Sviaggiatori per un giorno [1] con Francesco Villari

P.P.T.T. (Possono Prendere il Tuo Turno)

“Buongiorno!”. Non mi rispose nessuno, ma mi hanno insegnato a mettere sempre l’educazione davanti ai musi lunghi. Schiaccio: E0017 Riservato Titolari Conto BancoPosta. Schiaccio: A0142 Servizi Finanziari. La lettera P era per i Servizi Corrispondenza e Pacchi. Schiaccio: P0077, le gambe delle donne, avrebbe detto qualcuno. In realtà non mi servivano gli altri numeri, dovevo soltanto spedire la lettera alla mia fidanzatina. Volevo sorprenderla con quello che mio padre chiama un “gesto da galantuomo”. Quale pazzo spedisce ancora una lettera d’amore scritta di proprio pugno? Io, eccomi. Ero disposto a fare la fila, certo che lo ero, ma non avrei mai immaginato che l’ufficio postale fosse una polveriera.
Umori e pensieri nefasti in attesa di una chiamata. Tasse ed ogni sorta di adempimento fiscale erano le uniche cose a ricordare agli uomini e alle donne in fila di essere parte integrante di quello che in TV definivano Stato. In questo caso lo stato catatonico era l’unica risposta applicata a quella definizione. Almeno fin quando non arrivarono le allucinazioni.
“Mi scusi signorina, come è possibile che la fila della A è sempre la più lenta? Dobbiamo pagare i bollettini, non possiamo aspettare che finiscano di fare le operazioni dell’F24! ma vi rendete conto?”, la signora aveva l’aria di chi ne aveva viste fin troppe di queste giornate.
“Purtroppo il personale è ridotto al minimo”, dissero meccanicamente da dietro lo sportello.
“Chiamatemi il direttore!”
“Il direttore al momento è impegnato.”
“Si è vero, è impegnato con me.” La voce arrivava da labbra scolpite da un rossetto che più rosso non si può, da una bocca sopra un collo coperto da un dolcevita nero sul quale brillava una collana d’oro: “Ho chiesto almeno mezz’ora fa di poter prelevare cinquecento euro e siccome il Postamat fuori non funziona sto aspettando… e aspettando… e aspettando per poter avere i miei soldi. Il direttore è andato a prenderli, o almeno così mi han detto.”
“Da mezz’ora?”
“Da mezz’ora”.
La fila per la corrispondenza procedeva. Ogni volta che alzavo la testa dall’opuscolo qualcuno era andato e qualcun altro ero arrivato, tra numeri che scandiscono la vita che passa incurante del tempo che ci impiega a farlo. Avevo la busta in mano. La passai allo sportello con i settanta centesimi per l’affrancatura. Ma il numero che lampeggiava sul display era il P0076. Il signor Aspettolamiamorteinfilaalleposte mi ammonì e feci un passo indietro per lasciargli il turno, aveva ragione lui. Mi permisi.

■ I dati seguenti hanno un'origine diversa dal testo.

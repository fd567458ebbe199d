//! Record filtering.
//!
//! Deterministic policy, evaluated in order:
//!
//! 1. malformed records always pass — diagnostics are never filtered
//! 2. `current_state` in `drop_states` → drop
//! 3. `device_id` in `drop_device_ids` → drop
//! 4. `keep_device_ids` non-empty and `device_id` not in it → drop
//! 5. otherwise → pass
//!
//! Rule 3 preceding rule 4 means an id present in both lists is dropped.
//! Drops produce a debug `event_dropped` log line, never a record.

use crate::config::FilterConfig;
use polaris_core::Record;
use std::collections::HashSet;
use tracing::debug;

/// Stateless keep/drop policy over records.
pub struct EventFilter {
    /// Canonicalized to the wire's upper-case form at construction, so
    /// config files may spell states either way.
    drop_states: HashSet<String>,
    drop_device_ids: HashSet<String>,
    keep_device_ids: HashSet<String>,
}

impl EventFilter {
    pub fn new(cfg: &FilterConfig) -> Self {
        Self {
            drop_states: cfg.drop_states.iter().map(|s| s.to_uppercase()).collect(),
            drop_device_ids: cfg.drop_device_ids.iter().cloned().collect(),
            keep_device_ids: cfg.keep_device_ids.iter().cloned().collect(),
        }
    }

    /// True if the record should continue to the writer.
    pub fn keeps(&self, record: &Record) -> bool {
        let state_change = match record {
            Record::Malformed(_) => return true,
            Record::StateChange(r) => r,
        };

        if self.drop_states.contains(state_change.current_state.as_str()) {
            debug!(
                device_id = %state_change.device_id,
                state = %state_change.current_state,
                reason = "drop_states",
                "event_dropped"
            );
            return false;
        }

        if self.drop_device_ids.contains(&state_change.device_id) {
            debug!(
                device_id = %state_change.device_id,
                reason = "drop_device_ids",
                "event_dropped"
            );
            return false;
        }

        if !self.keep_device_ids.is_empty()
            && !self.keep_device_ids.contains(&state_change.device_id)
        {
            debug!(
                device_id = %state_change.device_id,
                reason = "keep_device_ids",
                "event_dropped"
            );
            return false;
        }

        true
    }
}

#[cfg(test)]
#[allow(clippy::unwrap_used)]
mod tests {
    use super::*;
    use polaris_core::{
        DeviceState, ErrorCode, ErrorDetail, MalformedRecord, SourceInfo, StateChangeRecord,
    };

    fn state_change(device_id: &str, state: DeviceState) -> Record {
        Record::StateChange(StateChangeRecord {
            timestamp: None,
            received_at: "2025-02-15T18:32:01.000Z".to_string(),
            device_id: device_id.to_string(),
            device_label: None,
            previous_state: None,
            current_state: state,
            latitude: None,
            longitude: None,
            altitude_m: None,
            rtk_enabled: None,
            tags: None,
            source: SourceInfo::default(),
        })
    }

    fn malformed() -> Record {
        Record::Malformed(MalformedRecord {
            timestamp: "2025-02-15T18:32:01.000Z".to_string(),
            received_at: "2025-02-15T18:32:01.000Z".to_string(),
            error: ErrorDetail::new(ErrorCode::ParseError, "x", b"x"),
            source: SourceInfo::default(),
        })
    }

    fn filter(drop_states: &[&str], drop_ids: &[&str], keep_ids: &[&str]) -> EventFilter {
        EventFilter::new(&FilterConfig {
            drop_states: drop_states.iter().map(|s| s.to_string()).collect(),
            drop_device_ids: drop_ids.iter().map(|s| s.to_string()).collect(),
            keep_device_ids: keep_ids.iter().map(|s| s.to_string()).collect(),
        })
    }

    #[test]
    fn empty_config_passes_everything() {
        let f = filter(&[], &[], &[]);
        assert!(f.keeps(&state_change("d1", DeviceState::Connected)));
        assert!(f.keeps(&state_change("d1", DeviceState::Undefined)));
    }

    #[test]
    fn drops_by_state() {
        let f = filter(&["UNDEFINED"], &[], &[]);
        assert!(!f.keeps(&state_change("d1", DeviceState::Undefined)));
        assert!(f.keeps(&state_change("d1", DeviceState::Connected)));
    }

    #[test]
    fn lowercase_config_states_still_match() {
        // The shipped default is ["undefined", "error"].
        let f = filter(&["undefined", "error"], &[], &[]);
        assert!(!f.keeps(&state_change("d1", DeviceState::Undefined)));
        assert!(!f.keeps(&state_change("d1", DeviceState::Error)));
        assert!(f.keeps(&state_change("d1", DeviceState::Connected)));
    }

    #[test]
    fn drops_by_device_id() {
        let f = filter(&[], &["noisy-device"], &[]);
        assert!(!f.keeps(&state_change("noisy-device", DeviceState::Connected)));
        assert!(f.keeps(&state_change("other", DeviceState::Connected)));
    }

    #[test]
    fn keep_list_excludes_everyone_else() {
        let f = filter(&[], &[], &["d1", "d2"]);
        assert!(f.keeps(&state_change("d1", DeviceState::Connected)));
        assert!(f.keeps(&state_change("d2", DeviceState::Connected)));
        assert!(!f.keeps(&state_change("d3", DeviceState::Connected)));
    }

    #[test]
    fn drop_list_wins_over_keep_list() {
        let f = filter(&[], &["d1"], &["d1"]);
        assert!(!f.keeps(&state_change("d1", DeviceState::Connected)));
    }

    #[test]
    fn malformed_always_passes() {
        let f = filter(&["UNDEFINED"], &["d1"], &["only-this"]);
        assert!(f.keeps(&malformed()));
    }
}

“In ogni caso si tratta di una semplice affrancatura, la signorina ci avrebbe messo più o meno dieci seco…”
“No!” mi interruppe guardandomi male. “Dieci secondi o dici secoli le cose giuste sono le cose giuste e quindi come abbiamo fatto tutti aspetterai il tuo turno. Abbiamo tutti da fare e dei furbetti come te ne abbiamo abbastanza.”
La ragazza allo sportello attaccò l’adesivo sulla busta e timbrò le ricevute della raccomandata dell’uomo che a lei rivolto continuò: “Signorina, per favore devo pagare anche questi”.
Le passò due bollettini dal canale sotto il vetro antiproiettile che li separava. Mi intromisi con un tono di voce fermo, tutti mi avrebbero potuto sentire.
“Ahhhhhhh! Hai capito il nostro il nostro paladino della giustizia! Per i bollettini c’è l’altra fila se non ricordo male.”
Si girò paonazzo e rabbioso, cercò di prendermi per il collo. La busta con la mia calligrafia che raccontava l’amore adolescente cadde e la calpestai per sbaglio mentre cercavo di stare in piedi. Mi difesero tra le urla un signore che credevo si fosse addormentato e la signora che aspettava ancora il direttore.
Gridavano tutti. Gridavano qualcosa di incomprensibile. Oltrepassavano l’inutilità della linea imposta dalla privacy. Gridavano rabbia e frustrazione. Il male compresso esplodeva in un focolaio che da li sarebbe stato spedito ovunque. Quale posto migliore?
Fu così che cominciò la terza guerra mondiale.